Stored items:
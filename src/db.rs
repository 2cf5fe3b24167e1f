use sqlx::{sqlite::SqlitePoolOptions, SqlitePool};

const SCHEMA: &[&str] = &[
    "CREATE TABLE IF NOT EXISTS messages (
        id INTEGER PRIMARY KEY AUTOINCREMENT,
        from_user_id INTEGER NOT NULL,
        to_user_id INTEGER NOT NULL,
        entity_id INTEGER NOT NULL,
        text TEXT NOT NULL CHECK (length(text) > 0),
        created_at DATETIME NOT NULL,
        is_read BOOLEAN NOT NULL DEFAULT 0
    )",
    "CREATE INDEX IF NOT EXISTS messages_pair ON messages (from_user_id, to_user_id)",
    "CREATE INDEX IF NOT EXISTS messages_unread ON messages (to_user_id, is_read)",
];

pub async fn connect(database_url: &str, max_connections: u32) -> Result<SqlitePool, sqlx::Error> {
    SqlitePoolOptions::new()
        .max_connections(max_connections)
        .connect(database_url)
        .await
}

pub async fn init_schema(db_pool: &SqlitePool) -> Result<(), sqlx::Error> {
    for statement in SCHEMA {
        sqlx::query(statement).execute(db_pool).await?;
    }
    Ok(())
}

/// In-memory database with the schema applied. One connection, since every
/// `:memory:` connection is its own database.
pub async fn memory_pool() -> Result<SqlitePool, sqlx::Error> {
    let db_pool = SqlitePoolOptions::new()
        .max_connections(1)
        .idle_timeout(None)
        .max_lifetime(None)
        .connect("sqlite::memory:")
        .await?;
    init_schema(&db_pool).await?;
    Ok(db_pool)
}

**Exercise goal**
Look above for the line with "for statement in" and the line with "its own database.". Retype those two lines and every line between them exactly, adding nothing.

**Solution**
    for statement in SCHEMA {
        sqlx::query(statement).execute(db_pool).await?;
    }
    Ok(())
}

/// In-memory database with the schema applied. One connection, since every
/// `:memory:` connection is its own database.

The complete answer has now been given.